In October 2000, the administration took another shot at killing Mr. bin Laden. When Mr. Berger called the president to tell him the effort had failed, he recalled, Mr. Clinton cursed. "Just keep trying," he said.

The New Team
Seeing the Threat But Moving Slowly

As he prepared to leave office last January, Mr. Berger met with his successor, Condoleezza Rice, and gave her a warning.

According to both of them, he said that terrorism - and particularly Mr. bin Laden's brand of it - would consume far more of her time than she had ever imagined.

A month later, with the administration still getting organized, Mr. Tenet, whom President Bush had asked to stay on at the C.I.A., warned the Senate Intelligence Committee that Mr. bin Laden and Al Qaeda remained "the most immediate and serious threat" to security. But until Sept. 11, the people at the top levels of the Bush administration may, if anything, have been less preoccupied by terrorism than the Clinton aides.

At the C.I.A., according to former Clinton administration officials, Mr. Tenet's actions did not match his words. For example, one intelligence official said, the C.I.A. station in Pakistan remained understaffed and underfinanced, though the C.I.A. denied that.

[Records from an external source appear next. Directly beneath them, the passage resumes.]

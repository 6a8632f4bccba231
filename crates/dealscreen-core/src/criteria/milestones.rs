//! Financial Milestones criterion.
//!
//! **Question**: Is the business profitable, or close enough on current funding?
//!
//! | Verdict | Condition |
//! |---------|-----------|
//! | **MET** | New JV (milestone history not applicable) |
//! | **MET** | Already EBITDA positive |
//! | **MET** | Profitability within a year, no further funding rounds |
//! | **NOT MET** | Timeline too long or more funding needed first |

use crate::criteria::{Check, ScreeningContext, JV_PHRASES};
use crate::keywords::any_present;
use crate::types::{Criterion, Verdict};

/// The Financial Milestones check.
pub struct MilestonesCheck;

impl MilestonesCheck {
    pub fn new() -> Self {
        Self
    }

    fn new_jv(&self, text: &str) -> bool {
        any_present(text, &["new"]) && any_present(text, JV_PHRASES)
    }

    fn ebitda_positive(&self, text: &str) -> bool {
        any_present(text, &["ebitda positive", "positive ebitda"])
    }

    fn timeline_within_year(&self, text: &str) -> bool {
        any_present(text, &["within one year", "12 months", "less than a year"])
    }

    fn additional_funding_needed(&self, text: &str) -> bool {
        any_present(
            text,
            &["additional funding", "more funding", "next round", "series"],
        )
    }
}

impl Default for MilestonesCheck {
    fn default() -> Self {
        Self::new()
    }
}

impl Check for MilestonesCheck {
    fn criterion(&self) -> Criterion {
        Criterion::FinancialMilestones
    }

    fn question(&self) -> &'static str {
        "Is the business EBITDA positive, or on track within a year on current funding?"
    }

    fn evaluate(&self, cx: &ScreeningContext) -> Verdict {
        let text = cx.analysis;

        if self.new_jv(text) {
            Verdict::met("Not applicable - new joint venture")
        } else if self.ebitda_positive(text) {
            Verdict::met("Company is already EBITDA positive")
        } else if self.timeline_within_year(text) && !self.additional_funding_needed(text) {
            Verdict::met("Timeline to positive EBITDA is within one year with current funding")
        } else {
            Verdict::not_met(
                "Timeline exceeds one year or additional funding rounds needed before profitability",
            )
        }
    }
}
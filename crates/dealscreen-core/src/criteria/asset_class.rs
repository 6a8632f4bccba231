//! Asset Class Exclusion criterion.
//!
//! **Question**: Is this a direct company investment rather than a fund commitment?
//!
//! Fund commitments are excluded outright, so the fund branch is checked
//! before any direct-investment signal is considered.
//!
//! | Verdict | Condition |
//! |---------|-----------|
//! | **NOT MET** | Fund-type phrase present (checked first) |
//! | **MET** | Direct company investment signal present |
//! | **NOT MET** | Neither signal found |

use crate::criteria::{Check, ScreeningContext, FUND_TYPES};
use crate::keywords::any_present;
use crate::types::{Criterion, Verdict};

/// The Asset Class Exclusion check.
pub struct AssetClassCheck;

impl AssetClassCheck {
    pub fn new() -> Self {
        Self
    }

    fn fund_investment(&self, text: &str) -> bool {
        any_present(text, FUND_TYPES)
    }

    fn direct_investment(&self, text: &str) -> bool {
        any_present(text, &["company", "business", "startup", "direct investment"])
    }
}

impl Default for AssetClassCheck {
    fn default() -> Self {
        Self::new()
    }
}

impl Check for AssetClassCheck {
    fn criterion(&self) -> Criterion {
        Criterion::AssetClassExclusion
    }

    fn question(&self) -> &'static str {
        "Is this a direct company investment rather than a fund commitment?"
    }

    fn evaluate(&self, cx: &ScreeningContext) -> Verdict {
        let text = cx.analysis;

        if self.fund_investment(text) {
            Verdict::not_met("Fund investment identified - excluded due to team bandwidth")
        } else if self.direct_investment(text) {
            Verdict::met("Direct company investment identified")
        } else {
            Verdict::not_met("Asset class information unclear or absent")
        }
    }
}

#[cfg(test)]
mod tests {
    use super::*;
    use crate::types::Status;

    fn evaluate(text: &str) -> Verdict {
        AssetClassCheck::new().evaluate(&ScreeningContext::new(text))
    }

    #[test]
    fn test_direct_investment_met() {
        let verdict = evaluate("A direct investment into an operating business.");
        assert_eq!(verdict.status, Status::Met);
        assert!(verdict.explanation.contains("Direct company investment"));
    }

    #[test]
    fn test_fund_commitment_not_met() {
        let verdict = evaluate("A commitment to a regional venture fund.");
        assert_eq!(verdict.status, Status::NotMet);
        assert!(verdict.explanation.contains("Fund investment"));
    }

    #[test]
    fn test_fund_exclusion_beats_direct_signal() {
        // Fund branch is checked first even when "company" also appears.
        let verdict = evaluate("A hedge fund company with strong returns.");
        assert_eq!(verdict.status, Status::NotMet);
        assert!(verdict.explanation.contains("Fund investment"));
    }

    #[test]
    fn test_no_signal_not_met() {
        let verdict = evaluate("An interesting opportunity.");
        assert_eq!(verdict.status, Status::NotMet);
        assert!(verdict.explanation.contains("unclear or absent"));
    }
}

In March, the White House's Counterterrorism Security Group began drafting its own strategy for combating Al Qaeda. Mr. Clarke was still nominally in charge, but Bush aides were on the way to approving Mr. Clarke's recommendation that his group be divided into several new offices.

Mr. Bush's principals did not formally meet to discuss terrorism in late spring when intercepts from Afghanistan warned that Al Qaeda was planning to attack an American target in late June or perhaps over the July 4 holiday.

They did not meet even after intelligence analysts overheard conversations from a Qaeda cell in Milan suggesting that Mr. bin Laden's agents might be plotting to kill Mr. Bush at the European summit meeting in Genoa, Italy, in late July.

Administration officials say the president was concerned about the growing threat and frustrated by the halfhearted efforts to thwart Al Qaeda. In July, Ms. Rice said, Mr. Bush likened the response to the Qaeda threat to "swatting at flies." He said he wanted a plan to "bring this guy down."

The administration's draft plan for fighting Al Qaeda included a $200 million C.I.A. program that, among other things, would arm the Taliban's enemies. Clinton administration officials had refused to provide significant money and arms to the Northern Alliance, which was composed mostly of ethnic minorities. Officials feared that large-scale support for the rebels would involve the United States too deeply in a civil war and anger Pakistan.

President Bush's national security advisers approved the plan on Sept. 4, a senior administration official said, and it was to be presented to the president on Sept. 10. (However, the leader of the Northern Alliance was assassinated by Qaeda agents on Sept. 9.) Mr. Bush was traveling on Sept. 10 and did not receive it.

The next day his senior national security aides gathered shortly before 9 a.m. for a staff meeting. At roughly the same moment, a hijacked Boeing 767 was plowing into the north tower of the World Trade Center.